[Provided data — start]
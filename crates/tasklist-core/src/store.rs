use anyhow::{
  Context,
  anyhow
};
use chrono::{
  DateTime,
  NaiveDate,
  Utc
};
use serde::Serialize;
use serde_json::Value;
use tracing::{
  debug,
  info,
  instrument
};

use crate::datastore::SlotStorage;
use crate::error::ValidationError;
use crate::task::{
  Task,
  TaskFields,
  TaskId
};
use crate::view::{
  SortKey,
  SortState,
  StatusFilter,
  ViewRow,
  derive_rows,
  visible_tasks
};

pub const TASKS_SLOT: &str = "todoTasks";
pub const FORMAT_VERSION: u64 = 1;

#[derive(Debug, Clone, Copy, PartialEq, Eq)]
pub enum EditOutcome {
  Updated,
  Unchanged
}

#[derive(Serialize)]
struct Envelope<'a> {
  version: u64,
  tasks:   &'a [Task]
}

#[derive(Debug, Clone, Default)]
pub struct TaskStore {
  tasks:  Vec<Task>,
  filter: StatusFilter,
  sort:   SortState
}

impl TaskStore {
  pub fn with_tasks(
    tasks: Vec<Task>,
    sort: SortState
  ) -> Self {
    Self {
      tasks,
      filter: StatusFilter::All,
      sort
    }
  }

  #[instrument(skip(storage))]
  pub fn load<S>(
    storage: &S,
    sort: SortState
  ) -> anyhow::Result<Self>
  where
    S: SlotStorage + ?Sized
  {
    let tasks = match storage
      .get_item(TASKS_SLOT)?
    {
      | Some(raw) => {
        decode_tasks(&raw).with_context(
          || {
            format!(
              "failed to decode slot \
               {TASKS_SLOT}"
            )
          }
        )?
      }
      | None => vec![]
    };

    info!(
      count = tasks.len(),
      "loaded tasks"
    );
    Ok(Self::with_tasks(tasks, sort))
  }

  #[instrument(skip(self, storage), fields(count = self.tasks.len()))]
  pub fn save<S>(
    &self,
    storage: &mut S
  ) -> anyhow::Result<()>
  where
    S: SlotStorage + ?Sized
  {
    let payload = encode_tasks(&self.tasks)?;
    storage.set_item(TASKS_SLOT, &payload)?;
    debug!("saved tasks");
    Ok(())
  }

  #[instrument(skip(self, now))]
  pub fn add(
    &mut self,
    name: &str,
    due_date: &str,
    today: NaiveDate,
    now: DateTime<Utc>
  ) -> Result<&Task, ValidationError> {
    let fields = TaskFields::validate(
      name, due_date, today
    )?;
    let id = TaskId::generate(
      now,
      self.tasks.iter().map(|t| &t.id)
    );

    debug!(id = %id, "task added");
    self.tasks.push(Task::new(id, fields));
    let idx = self.tasks.len() - 1;
    Ok(&self.tasks[idx])
  }

  #[instrument(skip(self))]
  pub fn edit(
    &mut self,
    id: &TaskId,
    name: &str,
    due_date: &str,
    today: NaiveDate
  ) -> Result<EditOutcome, ValidationError>
  {
    let task = self
      .tasks
      .iter_mut()
      .find(|task| task.id == *id)
      .ok_or_else(|| {
        ValidationError::TaskNotFound(
          id.clone()
        )
      })?;

    if task.completed {
      return Err(
        ValidationError::EditOnCompletedTask
      );
    }

    let fields = TaskFields::validate(
      name, due_date, today
    )?;
    if task.matches_fields(&fields) {
      debug!("edit left task unchanged");
      return Ok(EditOutcome::Unchanged);
    }

    task.name = fields.name;
    task.due_date = fields.due_date;
    Ok(EditOutcome::Updated)
  }

  #[instrument(skip(self))]
  pub fn toggle_complete(
    &mut self,
    id: &TaskId
  ) -> Result<bool, ValidationError> {
    let task = self
      .tasks
      .iter_mut()
      .find(|task| task.id == *id)
      .ok_or_else(|| {
        ValidationError::TaskNotFound(
          id.clone()
        )
      })?;
    task.completed = !task.completed;
    Ok(task.completed)
  }

  #[instrument(skip(self))]
  pub fn delete(
    &mut self,
    id: &TaskId
  ) -> Option<Task> {
    let idx = self
      .tasks
      .iter()
      .position(|task| task.id == *id)?;
    Some(self.tasks.remove(idx))
  }

  #[instrument(skip(self))]
  pub fn delete_all(&mut self) -> usize {
    let removed = self.tasks.len();
    self.tasks.clear();
    self.filter = StatusFilter::All;
    info!(removed, "deleted all tasks");
    removed
  }

  pub fn cycle_filter(
    &mut self
  ) -> StatusFilter {
    self.filter = self.filter.next();
    self.filter
  }

  pub fn set_filter(
    &mut self,
    filter: StatusFilter
  ) {
    self.filter = filter;
  }

  pub fn select_sort(
    &mut self,
    key: SortKey
  ) -> SortState {
    self.sort.select(key);
    self.sort
  }

  pub fn set_sort(
    &mut self,
    sort: SortState
  ) {
    self.sort = sort;
  }

  pub fn filter(&self) -> StatusFilter {
    self.filter
  }

  pub fn sort(&self) -> SortState {
    self.sort
  }

  pub fn tasks(&self) -> &[Task] {
    &self.tasks
  }

  pub fn get(
    &self,
    id: &TaskId
  ) -> Option<&Task> {
    self.tasks.iter().find(|t| t.id == *id)
  }

  pub fn len(&self) -> usize {
    self.tasks.len()
  }

  pub fn is_empty(&self) -> bool {
    self.tasks.is_empty()
  }

  pub fn rows(
    &self,
    today: NaiveDate
  ) -> Vec<ViewRow> {
    derive_rows(
      &self.tasks,
      self.filter,
      self.sort,
      today
    )
  }

  /// A full task id, or a 1-based position
  /// in the list as currently displayed.
  pub fn resolve_target(
    &self,
    target: &str
  ) -> Option<TaskId> {
    let target = target.trim();
    if let Some(task) = self
      .tasks
      .iter()
      .find(|t| t.id.as_str() == target)
    {
      return Some(task.id.clone());
    }

    let position =
      target.parse::<usize>().ok()?;
    let shown = visible_tasks(
      &self.tasks,
      self.filter,
      self.sort
    );
    position
      .checked_sub(1)
      .and_then(|idx| shown.get(idx))
      .map(|task| task.id.clone())
  }
}

fn encode_tasks(
  tasks: &[Task]
) -> anyhow::Result<String> {
  serde_json::to_string(&Envelope {
    version: FORMAT_VERSION,
    tasks
  })
  .context("failed to encode tasks")
}

fn decode_tasks(
  raw: &str
) -> anyhow::Result<Vec<Task>> {
  if raw.trim().is_empty() {
    return Ok(vec![]);
  }

  let value: Value =
    serde_json::from_str(raw)?;
  let tasks = match value {
    | Value::Array(items) => {
      debug!("decoding unversioned task list");
      Value::Array(items)
    }
    | Value::Object(mut map) => {
      let version = map
        .get("version")
        .and_then(Value::as_u64)
        .ok_or_else(|| {
          anyhow!(
            "task envelope has no \
             version"
          )
        })?;
      if version > FORMAT_VERSION {
        return Err(anyhow!(
          "task format version \
           {version} is newer than \
           supported version \
           {FORMAT_VERSION}"
        ));
      }
      map.remove("tasks").ok_or_else(|| {
        anyhow!(
          "task envelope has no tasks"
        )
      })?
    }
    | other => {
      return Err(anyhow!(
        "unexpected task payload: \
         {other}"
      ));
    }
  };

  Ok(serde_json::from_value(tasks)?)
}

#[cfg(test)]
mod tests {
  use chrono::{
    Duration,
    NaiveDate,
    TimeZone,
    Utc
  };

  use super::{
    EditOutcome,
    TASKS_SLOT,
    TaskStore
  };
  use crate::datastore::{
    MemoryStore,
    SlotStorage
  };
  use crate::datetime::format_due_date;
  use crate::error::ValidationError;
  use crate::task::TaskId;
  use crate::view::{
    SortState,
    StatusFilter,
    visible_tasks
  };

  fn today() -> NaiveDate {
    NaiveDate::from_ymd_opt(2026, 2, 17)
      .expect("valid date")
  }

  fn tomorrow() -> String {
    format_due_date(
      today() + Duration::days(1)
    )
  }

  fn now() -> chrono::DateTime<Utc> {
    Utc
      .with_ymd_and_hms(
        2026, 2, 17, 12, 0, 0
      )
      .single()
      .expect("valid now")
  }

  fn store_with(
    names: &[&str]
  ) -> TaskStore {
    let mut store = TaskStore::default();
    for name in names {
      store
        .add(name, &tomorrow(), today(), now())
        .expect("add task");
    }
    store
  }

  fn first_id(store: &TaskStore) -> TaskId {
    store.tasks()[0].id.clone()
  }

  #[test]
  fn invalid_adds_leave_store_unchanged() {
    let mut store = store_with(&["keep"]);
    assert_eq!(
      store
        .add("", &tomorrow(), today(), now())
        .err(),
      Some(ValidationError::EmptyName)
    );
    assert_eq!(
      store
        .add("x", "", today(), now())
        .err(),
      Some(ValidationError::EmptyDueDate)
    );
    assert_eq!(
      store
        .add(
          "x",
          "2026-02-16",
          today(),
          now()
        )
        .err(),
      Some(ValidationError::PastDueDate)
    );
    assert_eq!(store.len(), 1);
  }

  #[test]
  fn valid_add_appends_pending_task() {
    let mut store = store_with(&[]);
    let task = store
      .add(
        "Buy milk",
        &tomorrow(),
        today(),
        now()
      )
      .expect("add task")
      .clone();
    assert_eq!(store.len(), 1);
    assert!(!task.completed);
    assert_eq!(task.name, "Buy milk");
  }

  #[test]
  fn same_millisecond_adds_get_distinct_ids()
  {
    let store = store_with(&["a", "b"]);
    assert_ne!(
      store.tasks()[0].id,
      store.tasks()[1].id
    );
  }

  #[test]
  fn toggle_twice_restores_flag() {
    let mut store = store_with(&["a"]);
    let id = first_id(&store);
    assert_eq!(
      store.toggle_complete(&id),
      Ok(true)
    );
    assert_eq!(
      store.toggle_complete(&id),
      Ok(false)
    );
    assert_eq!(
      store.toggle_complete(&TaskId::new(
        "missing"
      )),
      Err(ValidationError::TaskNotFound(
        TaskId::new("missing")
      ))
    );
  }

  #[test]
  fn completed_tasks_reject_edits() {
    let mut store = store_with(&["a"]);
    let id = first_id(&store);
    store
      .toggle_complete(&id)
      .expect("toggle");
    assert_eq!(
      store.edit(
        &id,
        "renamed",
        &tomorrow(),
        today()
      ),
      Err(
        ValidationError::EditOnCompletedTask
      )
    );
    assert_eq!(store.tasks()[0].name, "a");
  }

  #[test]
  fn pending_edit_updates_both_fields() {
    let mut store = store_with(&["a"]);
    let id = first_id(&store);
    assert_eq!(
      store.edit(
        &id,
        "renamed",
        "2026-03-01",
        today()
      ),
      Ok(EditOutcome::Updated)
    );
    let task =
      store.get(&id).expect("task exists");
    assert_eq!(task.name, "renamed");
    assert_eq!(
      format_due_date(task.due_date),
      "2026-03-01"
    );
    assert!(!task.completed);
  }

  #[test]
  fn unchanged_edit_is_reported() {
    let mut store = store_with(&["a"]);
    let id = first_id(&store);
    assert_eq!(
      store.edit(
        &id,
        " a ",
        &tomorrow(),
        today()
      ),
      Ok(EditOutcome::Unchanged)
    );
  }

  #[test]
  fn invalid_edit_keeps_old_values() {
    let mut store = store_with(&["a"]);
    let id = first_id(&store);
    assert_eq!(
      store.edit(
        &id,
        "renamed",
        "2026-02-01",
        today()
      ),
      Err(ValidationError::PastDueDate)
    );
    assert_eq!(store.tasks()[0].name, "a");
  }

  #[test]
  fn delete_is_noop_for_unknown_ids() {
    let mut store = store_with(&["a", "b"]);
    assert!(
      store
        .delete(&TaskId::new("missing"))
        .is_none()
    );
    let id = first_id(&store);
    assert_eq!(
      store
        .delete(&id)
        .map(|task| task.name),
      Some("a".to_string())
    );
    assert_eq!(store.len(), 1);
  }

  #[test]
  fn delete_all_resets_filter() {
    let mut store = store_with(&["a", "b"]);
    store.cycle_filter();
    assert_eq!(
      store.filter(),
      StatusFilter::Pending
    );
    assert_eq!(store.delete_all(), 2);
    assert!(store.is_empty());
    assert_eq!(
      store.filter(),
      StatusFilter::All
    );
  }

  #[test]
  fn filters_sum_to_total() {
    let mut store =
      store_with(&["a", "b", "c"]);
    let id = first_id(&store);
    store
      .toggle_complete(&id)
      .expect("toggle");

    let mut counts = vec![];
    for _ in 0..3 {
      let filter = store.cycle_filter();
      counts.push((
        filter,
        visible_tasks(
          store.tasks(),
          filter,
          store.sort()
        )
        .len()
      ));
    }
    assert_eq!(
      counts,
      vec![
        (StatusFilter::Pending, 2),
        (StatusFilter::Completed, 1),
        (StatusFilter::All, 3)
      ]
    );
  }

  #[test]
  fn save_then_load_round_trips() {
    let mut store =
      store_with(&["a", "b", "c"]);
    let id = first_id(&store);
    store
      .toggle_complete(&id)
      .expect("toggle");

    let mut slots = MemoryStore::new();
    store.save(&mut slots).expect("save");
    let loaded = TaskStore::load(
      &slots,
      SortState::default()
    )
    .expect("load");
    assert_eq!(loaded.tasks(), store.tasks());
  }

  #[test]
  fn loads_unversioned_arrays() {
    let mut slots = MemoryStore::new();
    slots
      .set_item(
        TASKS_SLOT,
        r#"[{"id":"1700000000000","name":"Old","dueDate":"2023-11-14","completed":true}]"#
      )
      .expect("seed slot");
    let loaded = TaskStore::load(
      &slots,
      SortState::default()
    )
    .expect("load");
    assert_eq!(loaded.len(), 1);
    assert!(loaded.tasks()[0].completed);
  }

  #[test]
  fn rejects_newer_format_versions() {
    let mut slots = MemoryStore::new();
    slots
      .set_item(
        TASKS_SLOT,
        r#"{"version":99,"tasks":[]}"#
      )
      .expect("seed slot");
    assert!(
      TaskStore::load(
        &slots,
        SortState::default()
      )
      .is_err()
    );
  }

  #[test]
  fn rejects_envelopes_without_tasks() {
    let mut slots = MemoryStore::new();
    slots
      .set_item(TASKS_SLOT, r#"{"version":1}"#)
      .expect("seed slot");
    let err = TaskStore::load(
      &slots,
      SortState::default()
    )
    .expect_err("missing tasks key");
    assert!(
      format!("{err:#}").contains("no tasks")
    );
  }

  #[test]
  fn missing_slot_loads_empty() {
    let slots = MemoryStore::new();
    let loaded = TaskStore::load(
      &slots,
      SortState::default()
    )
    .expect("load");
    assert!(loaded.is_empty());
  }

  #[test]
  fn resolves_ids_and_positions() {
    let mut store = TaskStore::default();
    store
      .add("late", "2026-03-02", today(), now())
      .expect("add");
    store
      .add("early", "2026-03-01", today(), now())
      .expect("add");

    let late = first_id(&store);
    assert_eq!(
      store.resolve_target(late.as_str()),
      Some(late.clone())
    );
    assert_eq!(
      store
        .resolve_target("1")
        .and_then(|id| store.get(&id).cloned())
        .map(|task| task.name),
      Some("early".to_string())
    );
    assert_eq!(
      store.resolve_target("3"),
      None
    );
    assert_eq!(
      store.resolve_target("0"),
      None
    );
  }
}
use thiserror::Error;

use crate::task::TaskId;

#[derive(Debug, Clone, PartialEq, Eq, Error)]
pub enum ValidationError {
  #[error("Task name must not be empty.")]
  EmptyName,

  #[error("Due date must not be empty.")]
  EmptyDueDate,

  #[error(
    "Due date must not be in the past."
  )]
  PastDueDate,

  #[error(
    "Due date must use YYYY-MM-DD, got \
     '{0}'."
  )]
  MalformedDueDate(String),

  #[error(
    "Completed tasks cannot be edited."
  )]
  EditOnCompletedTask,

  #[error("No task with id {0}.")]
  TaskNotFound(TaskId)
}

impl ValidationError {
  pub fn is_due_date_error(&self) -> bool {
    matches!(
      self,
      Self::EmptyDueDate
        | Self::PastDueDate
        | Self::MalformedDueDate(_)
    )
  }
}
[Provided data — finish]
About this exercise: The reply should consist solely of the lines of the data, exact, from the opening line through the line with "#[instrument(skip(self, now))]", inclusive.

Your solution:
filename crates/tasklist-core/src/store.rs
use anyhow::{
  Context,
  anyhow
};
use chrono::{
  DateTime,
  NaiveDate,
  Utc
};
use serde::Serialize;
use serde_json::Value;
use tracing::{
  debug,
  info,
  instrument
};

use crate::datastore::SlotStorage;
use crate::error::ValidationError;
use crate::task::{
  Task,
  TaskFields,
  TaskId
};
use crate::view::{
  SortKey,
  SortState,
  StatusFilter,
  ViewRow,
  derive_rows,
  visible_tasks
};

pub const TASKS_SLOT: &str = "todoTasks";
pub const FORMAT_VERSION: u64 = 1;

#[derive(Debug, Clone, Copy, PartialEq, Eq)]
pub enum EditOutcome {
  Updated,
  Unchanged
}

#[derive(Serialize)]
struct Envelope<'a> {
  version: u64,
  tasks:   &'a [Task]
}

#[derive(Debug, Clone, Default)]
pub struct TaskStore {
  tasks:  Vec<Task>,
  filter: StatusFilter,
  sort:   SortState
}

impl TaskStore {
  pub fn with_tasks(
    tasks: Vec<Task>,
    sort: SortState
  ) -> Self {
    Self {
      tasks,
      filter: StatusFilter::All,
      sort
    }
  }

  #[instrument(skip(storage))]
  pub fn load<S>(
    storage: &S,
    sort: SortState
  ) -> anyhow::Result<Self>
  where
    S: SlotStorage + ?Sized
  {
    let tasks = match storage
      .get_item(TASKS_SLOT)?
    {
      | Some(raw) => {
        decode_tasks(&raw).with_context(
          || {
            format!(
              "failed to decode slot \
               {TASKS_SLOT}"
            )
          }
        )?
      }
      | None => vec![]
    };

    info!(
      count = tasks.len(),
      "loaded tasks"
    );
    Ok(Self::with_tasks(tasks, sort))
  }

  #[instrument(skip(self, storage), fields(count = self.tasks.len()))]
  pub fn save<S>(
    &self,
    storage: &mut S
  ) -> anyhow::Result<()>
  where
    S: SlotStorage + ?Sized
  {
    let payload = encode_tasks(&self.tasks)?;
    storage.set_item(TASKS_SLOT, &payload)?;
    debug!("saved tasks");
    Ok(())
  }

  #[instrument(skip(self, now))]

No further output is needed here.